There is, however, evidence that Conservative voters are generally less concerned than supporters of other parties. During the 2010–2015, coalition government survey evidence showed Conservative Party supporters to be less worried than Labour supporters about climate change and less supportive of the deployment of onshore wind technology (Carter and Clements 2015, pp. 217–220). Subsequent polls have consistently found Labour supporters to be more concerned about climate change than Conservative supporters and generally more enthusiastic about further action on the issue, but not by a huge margin (Fisher et al. 2018, pp. 165–167; Bright Blue 2017, p. 24; Onward 2021, p. 11). Between 2015 and 2020, British Election Study indicators on attitudes to the environment generally, and climate change specifically, reinforce this view of Labour voters showing higher levels of concern than Conservative voters. Even so, during the 2019 election campaign, Conservative supporters who thought environmental measures had not gone far (or nearly far) enough, outnumbered those who thought that they had gone too (or much too) far by almost 5:1 (Fieldhouse et al. 2020). In short, most Conservative voters want the government to act on climate change.

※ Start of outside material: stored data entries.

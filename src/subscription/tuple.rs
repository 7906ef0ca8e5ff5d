use super::Subscription;

/// Combines two subscriptions that must be cancelled together.
///
/// No-replay scoped registrations return one of these: the container
/// registration and the derived scope's registration on its host.
pub struct TupleSubscription<U1, U2> {
  unsub1: U1,
  unsub2: U2,
}

impl<U1, U2> TupleSubscription<U1, U2> {
  pub fn new(unsub1: U1, unsub2: U2) -> Self { TupleSubscription { unsub1, unsub2 } }

  /// The first subscription.
  pub fn first(&self) -> &U1 { &self.unsub1 }

  /// The second subscription.
  pub fn second(&self) -> &U2 { &self.unsub2 }
}

impl<U1, U2> Subscription for TupleSubscription<U1, U2>
where
  U1: Subscription,
  U2: Subscription,
{
  fn unsubscribe(self) {
    self.unsub1.unsubscribe();
    self.unsub2.unsubscribe();
  }

  fn is_closed(&self) -> bool { self.unsub1.is_closed() && self.unsub2.is_closed() }
}

#[cfg(test)]
mod tests {
  use std::{cell::RefCell, rc::Rc};

  use super::*;

  struct MockSubscription {
    closed: Rc<RefCell<bool>>,
  }

  impl MockSubscription {
    fn new() -> (Self, Rc<RefCell<bool>>) {
      let closed = Rc::new(RefCell::new(false));
      (Self { closed: closed.clone() }, closed)
    }
  }

  impl Subscription for MockSubscription {
    fn unsubscribe(self) { *self.closed.borrow_mut() = true; }

    fn is_closed(&self) -> bool { *self.closed.borrow() }
  }

  #[rxlive_macro::test]
  fn test_tuple_subscription() {
    let (mock1, closed1) = MockSubscription::new();
    let (mock2, closed2) = MockSubscription::new();

    let tuple_sub = TupleSubscription::new(mock1, mock2);
    assert!(!tuple_sub.is_closed());

    tuple_sub.unsubscribe();
    assert!(*closed1.borrow());
    assert!(*closed2.borrow());
  }

  #[rxlive_macro::test]
  fn closed_only_when_both_closed() {
    let (mock1, closed1) = MockSubscription::new();
    let (mock2, _closed2) = MockSubscription::new();
    let tuple_sub = TupleSubscription::new(mock1, mock2);

    *closed1.borrow_mut() = true;
    assert!(tuple_sub.first().is_closed());
    assert!(!tuple_sub.second().is_closed());
    assert!(!tuple_sub.is_closed());
  }
}
//! Integration tests for no-replay subscriptions
//!
//! Covers the end-to-end scenarios across containers, host scopes and derived
//! scopes, in both contexts.

use std::{cell::RefCell, rc::Rc};
#[cfg(all(feature = "shared", not(target_arch = "wasm32")))]
use std::{
  sync::{mpsc, Arc, Mutex},
  thread,
};

use rxlive::prelude::*;

type Seen<T> = Rc<RefCell<Vec<T>>>;

fn resumed_host<'a>() -> LocalLifecycle<'a> {
  let host = LocalLifecycle::local();
  host.set_current_state(LifecycleState::Resumed).unwrap();
  host
}

#[rxlive_macro::test]
fn present_value_is_not_replayed() {
  let host = resumed_host();
  let live = LocalLiveData::local_with(5);
  let seen = Seen::default();

  let c_seen = seen.clone();
  let _sub = live.subscribe_no_replay(&host, move |v| c_seen.borrow_mut().push(v));
  live.set_value(6);

  assert_eq!(*seen.borrow(), [6]);
}

#[rxlive_macro::test]
fn empty_container_delivers_every_value() {
  let host = resumed_host();
  let live = LocalLiveData::local();
  let seen = Seen::default();

  let c_seen = seen.clone();
  let _sub = live.subscribe_no_replay(&host, move |v| c_seen.borrow_mut().push(v));
  live.set_value(1);
  live.set_value(2);

  assert_eq!(*seen.borrow(), [1, 2]);
}

#[rxlive_macro::test]
fn derived_scope_phases() {
  let host = LocalLifecycle::local();
  let derived = ExtendedLifecycle::local(&host);

  let seen = Seen::default();
  let c_seen = seen.clone();
  let _sub = derived.add_observer(
    FnMutObserver(move |e: LifecycleEvent| c_seen.borrow_mut().push(e)).into_boxed(),
  );

  for event in [
    LifecycleEvent::Created,
    LifecycleEvent::Resumed,
    LifecycleEvent::Paused,
    LifecycleEvent::Destroyed,
  ] {
    host.handle_lifecycle_event(event).unwrap();
  }

  use LifecycleEvent::*;
  assert_eq!(*seen.borrow(), [Created, Started, Resumed, Paused, Stopped, Destroyed]);
}

#[rxlive_macro::test]
fn has_value_does_not_leave_observers_behind() {
  let live = LocalLiveData::local_with("event");
  assert!(!live.has_observers());
  assert!(live.has_value());
  assert!(!live.has_observers());

  let empty = LocalLiveData::<i32>::local();
  assert!(!empty.has_value());
  assert!(!empty.has_observers());
}

#[rxlive_macro::test]
fn plain_subscribe_still_replays() {
  let host = resumed_host();
  let live = LocalLiveData::local_with(5);
  let sticky = Seen::default();
  let fresh = Seen::default();

  let c_sticky = sticky.clone();
  let _a = live.subscribe(&host, move |v| c_sticky.borrow_mut().push(v));
  let c_fresh = fresh.clone();
  let _b = live.subscribe_no_replay(&host, move |v| c_fresh.borrow_mut().push(v));
  live.set_value(6);

  assert_eq!(*sticky.borrow(), [5, 6]);
  assert_eq!(*fresh.borrow(), [6]);
}

#[rxlive_macro::test]
fn resubscribing_screen_sees_only_new_events() {
  let live = LocalLiveData::local();
  let seen = Seen::default();

  // First screen consumes an event and goes away.
  let first = resumed_host();
  let c_seen = seen.clone();
  let _sub = live.subscribe_no_replay(&first, move |v| c_seen.borrow_mut().push(("first", v)));
  live.set_value(1);
  first.handle_lifecycle_event(LifecycleEvent::Destroyed).unwrap();

  // The next one must not get the same event again.
  let second = resumed_host();
  let c_seen = seen.clone();
  let _sub = live.subscribe_no_replay(&second, move |v| c_seen.borrow_mut().push(("second", v)));
  live.set_value(2);

  assert_eq!(*seen.borrow(), [("first", 1), ("second", 2)]);
  assert_eq!(live.observer_count(), 1);
}

#[rxlive_macro::test]
fn inactive_host_does_not_receive_until_created() {
  let host = LocalLifecycle::local();
  let live = LocalLiveData::local();
  let seen = Seen::default();

  let c_seen = seen.clone();
  let sub = live.subscribe_no_replay(&host, move |v| c_seen.borrow_mut().push(v));
  assert!(!sub.first().is_active());

  live.set_value(1);
  assert!(seen.borrow().is_empty());

  host.handle_lifecycle_event(LifecycleEvent::Created).unwrap();
  assert!(sub.first().is_active());
  assert_eq!(*seen.borrow(), [1]);
}

#[rxlive_macro::test]
fn paused_host_keeps_delivering() {
  let host = resumed_host();
  let live = LocalLiveData::local();
  let seen = Seen::default();

  let c_seen = seen.clone();
  let _sub = live.subscribe_no_replay(&host, move |v| c_seen.borrow_mut().push(v));
  host.handle_lifecycle_event(LifecycleEvent::Paused).unwrap();
  host.handle_lifecycle_event(LifecycleEvent::Stopped).unwrap();
  live.set_value(1);

  assert_eq!(host.current_state(), LifecycleState::Created);
  assert_eq!(*seen.borrow(), [1]);
}

#[rxlive_macro::test]
fn guard_unsubscribes_on_drop() {
  let host = resumed_host();
  let live = LocalLiveData::local();
  let seen = Seen::default();
  {
    let c_seen = seen.clone();
    let _guard = live
      .subscribe_no_replay(&host, move |v| c_seen.borrow_mut().push(v))
      .unsubscribe_when_dropped();
    live.set_value(1);
  }
  live.set_value(2);

  assert_eq!(*seen.borrow(), [1]);
  assert_eq!(host.observer_count(), 0);
  assert!(!live.has_observers());
}

#[rxlive_macro::test]
fn custom_observer_through_with_variant() {
  struct Counter(Rc<RefCell<usize>>);

  impl Observer<&'static str> for Counter {
    fn next(&mut self, _: &'static str) { *self.0.borrow_mut() += 1; }
  }

  let live = LocalLiveData::local_with("old");
  let count = Rc::new(RefCell::new(0));
  let _sub = live.subscribe_forever_no_replay_with(Counter(count.clone()));
  live.set_value("new");
  live.set_value("newer");

  assert_eq!(*count.borrow(), 2);
}

#[cfg(all(feature = "shared", not(target_arch = "wasm32")))]
#[rxlive_macro::test]
fn shared_context_matches_local() {
  let host = SharedLifecycle::shared();
  host.set_current_state(LifecycleState::Resumed).unwrap();
  let live = SharedLiveData::shared_with(5);
  let seen = Arc::new(Mutex::new(vec![]));

  let c_seen = seen.clone();
  let _sub = live.subscribe_no_replay(&host, move |v: i32| c_seen.lock().unwrap().push(v));

  let c_live = live.clone();
  thread::spawn(move || {
    c_live.set_value(6);
    c_live.set_value(7);
  })
  .join()
  .unwrap();

  assert_eq!(*seen.lock().unwrap(), [6, 7]);

  let c_host = host.clone();
  thread::spawn(move || c_host.handle_lifecycle_event(LifecycleEvent::Destroyed).unwrap())
    .join()
    .unwrap();
  assert!(!live.has_observers());
}

#[cfg(all(feature = "shared", not(target_arch = "wasm32")))]
#[rxlive_macro::test]
fn subscribing_during_another_threads_dispatch_skips_its_value() {
  let live = SharedLiveData::shared_with(5);
  let (entered_tx, entered_rx) = mpsc::channel();
  let (release_tx, release_rx) = mpsc::channel::<()>();
  let _slow = live.subscribe_forever(move |v: i32| {
    if v == 6 {
      entered_tx.send(()).unwrap();
      release_rx.recv().unwrap();
    }
  });

  let c_live = live.clone();
  let writer = thread::spawn(move || c_live.set_value(6));
  entered_rx.recv().unwrap();

  // The writer is still delivering 6 when the subscription is made.
  let seen = Arc::new(Mutex::new(vec![]));
  let c_seen = seen.clone();
  let _sub = live.subscribe_forever_no_replay(move |v: i32| c_seen.lock().unwrap().push(v));

  release_tx.send(()).unwrap();
  writer.join().unwrap();
  assert!(seen.lock().unwrap().is_empty());

  live.set_value(7);
  assert_eq!(*seen.lock().unwrap(), [7]);
}
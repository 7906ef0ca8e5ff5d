use std::{
  cell::{Ref, RefCell, RefMut},
  ops::{Deref, DerefMut},
  rc::Rc,
  sync::{Arc, Mutex, MutexGuard, PoisonError},
};

/// Shared read access to the value behind a reference-counted cell.
pub trait RcDeref {
  type Target;
  type Ref<'a>: Deref<Target = Self::Target>
  where
    Self: 'a;

  fn rc_deref(&self) -> Self::Ref<'_>;
}

/// Exclusive access to the value behind a reference-counted cell.
///
/// Callers must drop the returned guard before invoking user callbacks: the
/// local flavor panics on a second borrow and the shared flavor deadlocks.
pub trait RcDerefMut: RcDeref {
  type RefMut<'a>: DerefMut<Target = Self::Target>
  where
    Self: 'a;

  fn rc_deref_mut(&self) -> Self::RefMut<'_>;
}

#[derive(Default)]
pub struct MutRc<T>(Rc<RefCell<T>>);

#[derive(Default)]
pub struct MutArc<T>(Arc<Mutex<T>>);

impl<T> MutRc<T> {
  pub fn own(t: T) -> Self { Self(Rc::new(RefCell::new(t))) }

  /// Whether both handles point at the same cell.
  pub fn ptr_eq(&self, other: &Self) -> bool { Rc::ptr_eq(&self.0, &other.0) }
}

impl<T> MutArc<T> {
  pub fn own(t: T) -> Self { Self(Arc::new(Mutex::new(t))) }

  /// Whether both handles point at the same cell.
  pub fn ptr_eq(&self, other: &Self) -> bool { Arc::ptr_eq(&self.0, &other.0) }

  // Observers never run under the lock, so a poisoned mutex only means a
  // panic unwound through a bookkeeping section; the state is still usable.
  fn lock(&self) -> MutexGuard<'_, T> { self.0.lock().unwrap_or_else(PoisonError::into_inner) }
}

impl<T> RcDeref for MutRc<T> {
  type Target = T;
  type Ref<'a>
    = Ref<'a, T>
  where
    Self: 'a;

  #[inline]
  fn rc_deref(&self) -> Self::Ref<'_> { self.0.borrow() }
}

impl<T> RcDerefMut for MutRc<T> {
  type RefMut<'a>
    = RefMut<'a, T>
  where
    Self: 'a;

  #[inline]
  fn rc_deref_mut(&self) -> Self::RefMut<'_> { self.0.borrow_mut() }
}

impl<T> RcDeref for MutArc<T> {
  type Target = T;
  type Ref<'a>
    = MutexGuard<'a, T>
  where
    Self: 'a;

  #[inline]
  fn rc_deref(&self) -> Self::Ref<'_> { self.lock() }
}

impl<T> RcDerefMut for MutArc<T> {
  type RefMut<'a>
    = MutexGuard<'a, T>
  where
    Self: 'a;

  #[inline]
  fn rc_deref_mut(&self) -> Self::RefMut<'_> { self.lock() }
}

macro_rules! impl_rc_common {
  ($rc:ident) => {
    impl<T> Clone for $rc<T> {
      #[inline]
      fn clone(&self) -> Self { Self(self.0.clone()) }
    }

    impl<T> From<T> for $rc<T> {
      #[inline]
      fn from(t: T) -> Self { Self::own(t) }
    }
  };
}

impl_rc_common!(MutRc);
impl_rc_common!(MutArc);

#[cfg(test)]
mod tests {
  use super::*;

  #[rxlive_macro::test]
  fn clones_share_one_cell() {
    let a = MutRc::own(1);
    let b = a.clone();
    *b.rc_deref_mut() = 2;
    assert_eq!(*a.rc_deref(), 2);
    assert!(a.ptr_eq(&b));
    assert!(!a.ptr_eq(&MutRc::own(2)));
  }

  #[cfg(not(target_arch = "wasm32"))]
  #[rxlive_macro::test]
  fn poisoned_arc_is_still_readable() {
    let cell = MutArc::own(vec![1]);
    let c_cell = cell.clone();
    let _ = std::thread::spawn(move || {
      let _guard = c_cell.rc_deref_mut();
      panic!("poison the lock");
    })
    .join();

    cell.rc_deref_mut().push(2);
    assert_eq!(*cell.rc_deref(), vec![1, 2]);
  }
}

There is differing evidence as to how far this support stretches to specific policy measures. Since 2019, YouGov have tested views on sectors of the economy that the public think government spends too much on, finding a consistent pattern up to July 2022: 10–20% of adults in general have selected ‘environment and climate change’, but this figure breaks down into 5–10% of Labour voters and 20–30% of Conservative voters (YouGov 2022a). Yet in 2022, 73% of Conservative voters said they either supported reducing emissions to net zero before 2050 or that the target date was about right (Ipsos 2022b). Similarly, while a tracker of attitudes to different energy technologies since 2019 shows Labour voters exhibiting more positive views of wind power (onshore and offshore not differentiated) than Conservative voters (YouGov 2022b), other polls consistently show a majority of Conservative voters support (in principle at least) the deployment of onshore wind (Bright Blue 2017, p. 49; CEN 2019a).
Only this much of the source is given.